╔══

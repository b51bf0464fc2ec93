//! System property store mirrored into the native runtime.
//!
//! Entries live for the rest of the process and cannot be removed. Writers
//! are last-write-wins with no ordering between concurrent callers.

use std::ffi::c_char;

use mdb_core::Result;
use tracing::debug;

use crate::cstr;
use crate::handle::NativeString;
use crate::isolate::Isolate;

#[derive(Debug, Clone)]
pub struct SystemProperties {
    isolate: Isolate,
}

impl SystemProperties {
    pub fn new(isolate: &Isolate) -> Self {
        Self {
            isolate: isolate.clone(),
        }
    }

    pub fn set_property(&self, key: &str, value: &str) -> Result<()> {
        let ctx = self.isolate.current_thread()?;
        let key_ptr = cstr::into_owned(key)?;
        let value_ptr = match cstr::into_owned(value) {
            Ok(p) => p,
            Err(e) => {
                unsafe { cstr::free_owned(key_ptr) };
                return Err(e);
            }
        };
        // SAFETY: both strings are live for the call; the runtime copies them.
        let status = unsafe { (ctx.api().property_set)(ctx.raw(), key_ptr, value_ptr) };
        unsafe {
            cstr::free_owned(key_ptr);
            cstr::free_owned(value_ptr);
        }
        ctx.check_status(status)?;
        debug!("system property {key} set");
        Ok(())
    }

    /// Set several properties in iteration order. Stops at the first failure.
    pub fn set_properties<K, V>(&self, properties: impl IntoIterator<Item = (K, V)>) -> Result<()>
    where
        K: AsRef<str>,
        V: AsRef<str>,
    {
        for (key, value) in properties {
            self.set_property(key.as_ref(), value.as_ref())?;
        }
        Ok(())
    }

    /// Read a property. An unset key is `None`, not an error.
    pub fn get_property(&self, key: &str) -> Result<Option<String>> {
        let ctx = self.isolate.current_thread()?;
        let key_ptr = cstr::into_owned(key)?;
        // SAFETY: key is live for the call.
        let value = unsafe { (ctx.api().property_get)(ctx.raw(), key_ptr) };
        unsafe { cstr::free_owned(key_ptr) };

        let Some(value) = ctx.check_nullable(value as *mut c_char)? else {
            return Ok(None);
        };
        let mut value = NativeString::adopt(&ctx, value)?;
        // SAFETY: runtime strings are NUL-terminated and live until released.
        let text = unsafe { cstr::read(value.get()?, key) };
        value.release()?;
        text.map(Some)
    }
}

#[cfg(test)]
mod tests {
    use mdb_core::BridgeError;

    use super::*;
    use crate::loopback::Loopback;

    #[test]
    fn set_then_get() {
        let lb = Loopback::start().unwrap();
        let props = SystemProperties::new(lb.isolate());
        props.set_property("key_1", "value_1").unwrap();
        let value = props.get_property("key_1").unwrap();
        assert_eq!(value.as_deref(), Some("value_1"));
    }

    #[test]
    fn unset_key_is_none() {
        let lb = Loopback::start().unwrap();
        let props = SystemProperties::new(lb.isolate());
        assert_eq!(props.get_property("never_set").unwrap(), None);
    }

    #[test]
    fn last_write_wins_and_strings_are_released() {
        let lb = Loopback::start().unwrap();
        let props = SystemProperties::new(lb.isolate());
        props.set_properties([("k", "1"), ("k", "2")]).unwrap();
        let before = lb.live_objects();
        assert_eq!(props.get_property("k").unwrap().as_deref(), Some("2"));
        assert_eq!(lb.live_objects(), before);
    }

    #[test]
    fn interior_nul_is_rejected_before_the_call() {
        let lb = Loopback::start().unwrap();
        let props = SystemProperties::new(lb.isolate());
        let before = lb.native_calls();
        let err = props.set_property("a\0b", "v").unwrap_err();
        assert!(matches!(err, BridgeError::MarshalingFailure(_)));
        assert_eq!(lb.native_calls(), before);
    }
}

╚══

Nothing in the material may change; reproduce it all.

Finished exercise:
repository b51bf0464fc2ec93
//! System property store mirrored into the native runtime.
//!
//! Entries live for the rest of the process and cannot be removed. Writers
//! are last-write-wins with no ordering between concurrent callers.

use std::ffi::c_char;

use mdb_core::Result;
use tracing::debug;

use crate::cstr;
use crate::handle::NativeString;
use crate::isolate::Isolate;

#[derive(Debug, Clone)]
pub struct SystemProperties {
    isolate: Isolate,
}

impl SystemProperties {
    pub fn new(isolate: &Isolate) -> Self {
        Self {
            isolate: isolate.clone(),
        }
    }

    pub fn set_property(&self, key: &str, value: &str) -> Result<()> {
        let ctx = self.isolate.current_thread()?;
        let key_ptr = cstr::into_owned(key)?;
        let value_ptr = match cstr::into_owned(value) {
            Ok(p) => p,
            Err(e) => {
                unsafe { cstr::free_owned(key_ptr) };
                return Err(e);
            }
        };
        // SAFETY: both strings are live for the call; the runtime copies them.
        let status = unsafe { (ctx.api().property_set)(ctx.raw(), key_ptr, value_ptr) };
        unsafe {
            cstr::free_owned(key_ptr);
            cstr::free_owned(value_ptr);
        }
        ctx.check_status(status)?;
        debug!("system property {key} set");
        Ok(())
    }

    /// Set several properties in iteration order. Stops at the first failure.
    pub fn set_properties<K, V>(&self, properties: impl IntoIterator<Item = (K, V)>) -> Result<()>
    where
        K: AsRef<str>,
        V: AsRef<str>,
    {
        for (key, value) in properties {
            self.set_property(key.as_ref(), value.as_ref())?;
        }
        Ok(())
    }

    /// Read a property. An unset key is `None`, not an error.
    pub fn get_property(&self, key: &str) -> Result<Option<String>> {
        let ctx = self.isolate.current_thread()?;
        let key_ptr = cstr::into_owned(key)?;
        // SAFETY: key is live for the call.
        let value = unsafe { (ctx.api().property_get)(ctx.raw(), key_ptr) };
        unsafe { cstr::free_owned(key_ptr) };

        let Some(value) = ctx.check_nullable(value as *mut c_char)? else {
            return Ok(None);
        };
        let mut value = NativeString::adopt(&ctx, value)?;
        // SAFETY: runtime strings are NUL-terminated and live until released.
        let text = unsafe { cstr::read(value.get()?, key) };
        value.release()?;
        text.map(Some)
    }
}

#[cfg(test)]
mod tests {
    use mdb_core::BridgeError;

    use super::*;
    use crate::loopback::Loopback;

    #[test]
    fn set_then_get() {
        let lb = Loopback::start().unwrap();
        let props = SystemProperties::new(lb.isolate());
        props.set_property("key_1", "value_1").unwrap();
        let value = props.get_property("key_1").unwrap();
        assert_eq!(value.as_deref(), Some("value_1"));
    }

    #[test]
    fn unset_key_is_none() {
        let lb = Loopback::start().unwrap();
        let props = SystemProperties::new(lb.isolate());
        assert_eq!(props.get_property("never_set").unwrap(), None);
    }

    #[test]
    fn last_write_wins_and_strings_are_released() {
        let lb = Loopback::start().unwrap();
        let props = SystemProperties::new(lb.isolate());
        props.set_properties([("k", "1"), ("k", "2")]).unwrap();
        let before = lb.live_objects();
        assert_eq!(props.get_property("k").unwrap().as_deref(), Some("2"));
        assert_eq!(lb.live_objects(), before);
    }

    #[test]
    fn interior_nul_is_rejected_before_the_call() {
        let lb = Loopback::start().unwrap();
        let props = SystemProperties::new(lb.isolate());
        let before = lb.native_calls();
        let err = props.set_property("a\0b", "v").unwrap_err();
        assert!(matches!(err, BridgeError::MarshalingFailure(_)));
        assert_eq!(lb.native_calls(), before);
    }
}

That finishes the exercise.